2: Only IgG and IgA was analyzed. At least IgG must be T cell dependent. There is no data on T cells or isotypes of the IgGs to define a possible Th1/2 bias. 

3: There is no data on the memory response. This might be important for IgA and possibly the location of the immune onset as IgA can be induced T cell dependent and is likely longer lasting than the IgA T cell independent immune response.

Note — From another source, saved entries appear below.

use regex::Regex;

use crate::config::LanguageConfig;
use crate::error::{CensusError, Result};

/// A begin/end delimiter pair for comments that may span multiple lines.
///
/// The begin pattern only matches at line start (leading whitespace
/// tolerated); the end pattern matches anywhere. Begin and end may be
/// identical for symmetric delimiters like triple quotes.
#[derive(Debug, Clone)]
pub struct BlockPattern {
    begin: Regex,
    end: Regex,
}

impl BlockPattern {
    /// Build a block pattern from two regex fragments.
    ///
    /// # Errors
    /// Returns an error if either fragment is empty or fails to compile.
    pub fn new(begin: &str, end: &str) -> Result<Self> {
        if begin.is_empty() || end.is_empty() {
            return Err(CensusError::Config(
                "block comment delimiters must be non-empty".to_string(),
            ));
        }
        Ok(Self {
            begin: compile_anchored(begin)?,
            end: compile(end)?,
        })
    }

    /// Match the begin delimiter at the start of the line.
    /// Returns the byte offset just past the match.
    #[must_use]
    pub fn begin_match(&self, line: &str) -> Option<usize> {
        self.begin.find(line).map(|m| m.end())
    }

    /// Match the end delimiter anywhere in `text`.
    #[must_use]
    pub fn end_match(&self, text: &str) -> bool {
        self.end.is_match(text)
    }
}

/// Immutable description of one language's comment syntax.
///
/// Constructed once before scanning begins and never mutated during a scan;
/// all per-file state lives in the scanner, not here.
#[derive(Debug, Clone)]
pub struct PatternProfile {
    name: String,
    extensions: Vec<String>,
    single_line: Vec<Regex>,
    blocks: Vec<BlockPattern>,
}

impl PatternProfile {
    /// Build a profile from regex fragments.
    ///
    /// # Errors
    /// Returns a configuration error if any fragment fails to compile.
    pub fn new(
        name: &str,
        extensions: Vec<&str>,
        single_line: Vec<&str>,
        blocks: Vec<(&str, &str)>,
    ) -> Result<Self> {
        Ok(Self {
            name: name.to_string(),
            extensions: extensions.into_iter().map(String::from).collect(),
            single_line: single_line
                .into_iter()
                .map(compile_anchored)
                .collect::<Result<_>>()?,
            blocks: blocks
                .into_iter()
                .map(|(begin, end)| BlockPattern::new(begin, end))
                .collect::<Result<_>>()?,
        })
    }

    /// Build a profile from a user-defined language entry.
    ///
    /// # Errors
    /// Returns a configuration error if any pattern fails to compile.
    pub fn from_config(config: &LanguageConfig) -> Result<Self> {
        Self::new(
            &config.name,
            config.extensions.iter().map(String::as_str).collect(),
            config.single_line.iter().map(String::as_str).collect(),
            config
                .block
                .iter()
                .map(|b| (b.begin.as_str(), b.end.as_str()))
                .collect(),
        )
    }

    #[must_use]
    pub fn name(&self) -> &str {
        &self.name
    }

    #[must_use]
    pub fn extensions(&self) -> &[String] {
        &self.extensions
    }

    /// Block-delimiter pairs in declared order. Order matters: the first
    /// pattern to claim a line wins.
    #[must_use]
    pub fn blocks(&self) -> &[BlockPattern] {
        &self.blocks
    }

    /// Whether any single-line comment marker matches at the start of `line`.
    #[must_use]
    pub fn matches_single_line(&self, line: &str) -> bool {
        self.single_line.iter().any(|re| re.is_match(line))
    }
}

/// Compile a marker fragment anchored at line start, tolerating indentation.
fn compile_anchored(source: &str) -> Result<Regex> {
    compile(&format!(r"^\s*(?:{source})"))
}

fn compile(source: &str) -> Result<Regex> {
    Regex::new(source).map_err(|e| CensusError::InvalidPattern {
        pattern: source.to_string(),
        source: e,
    })
}

#[cfg(test)]
#[path = "profile_tests.rs"]
mod tests;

4: In the past we have seen wonderful serological immune responses after vaccination with GAS antigens with little or even devastating immune responses after challenge. There are no data on the efficacy of the proposed vaccine. So what is the value of the information?

 

 

 

 

 

Author Response

Thank you for taking the time to review our manuscript, we appreciate your comments particularly on memory response and this will be a focus of our future studies. We hope our responses to comments and amendments to the manuscript are satisfactory to the reviewer. Specific responses are in italics below.

 

1: 40 micrograms of protein was used for all immunizations. For the nasal immunization an additional 10 micrograms of cholera toxin was added in a total volume of 10 microl. The reviewer assumes that this large amount of protein is partly swallowed and/or reached the lung. Was the spread of the antigen in various organs analyzed? This may be important for a possible translation in humans where the dose/weight ratio of a vaccine and thus the location of the initiation of an immune response is likely different, if oral/nasal immunization is proposed for humans too.

 

The sample volumes used (20 ul SL and 10 ul IN) and the method of immunization (see clarified M&M) were such that there is minimal risk of swallowing or inhaling the preparations. We have elaborated on the method of immunization to explain this. Studying the spread of the antigen was not in the scope of the current project so was not addressed.

 

2: Only IgG and IgA was analyzed. At least IgG must be T cell dependent. There is no data on T cells or isotypes of the IgGs to define a possible Th1/2 bias. 

 

Analysis of IgG subclasses or T-cell response was not in the scope of this study and will be included in future investigations. We have added into the text the importance of future studies focusing on a T cell response.

 

3: There is no data on the memory response. This might be important for IgA and possibly the location of the immune onset as IgA can be induced T cell dependent and is likely longer lasting than the IgA T cell independent immune response.

 

We realize the importance of looking at the memory response, which was not in the scope of the current project but will be a focus of further studies.

 

4: In the past we have seen wonderful serological immune responses after vaccination with GAS antigens with little or even devastating immune responses after challenge. There are no data on the efficacy of the proposed vaccine. So what is the value of the information?

 

This was an initial study to assess and compare the immune response and in vitro functionality between different routes of immunization. The aim was to determine whether mucosal immunization could compete with subcutaneous immunization. When this serological and mucosal immune response has been optimized, we aim to investigate the protective effect in animal challenge models in future projects, but this was not within the scope of the initial study. The value of the information was to demonstrate that mucosal immunization is a viable alternative to subcutaneous immunization and could be superior as it can induce systemic and mucosal functionally active antibodies, as demonstrated in our study using serum and mucosal secretions.

Round 2

Reviewer 2 Report

Comments and Suggestions for Authors

Authors have satisfactorily addressed all comments. 

Author Response

Thank you, we appreciate the feedback you gave and are glad you are satisfied with our responses and changes. 

Reviewer 4 Report

Comments and Suggestions for Authors

I still think it is an incomplete story.

Author Response

Thank you, we appreciate your view and as such with recommendation of the editor are changing the paper to be a pilot study. Many of your recommendations are in process for our next study where we are trying to optimise the response and some of your suggestions will enable us to make it a more intensive survey of the immune response and protection. Thank you again for your review.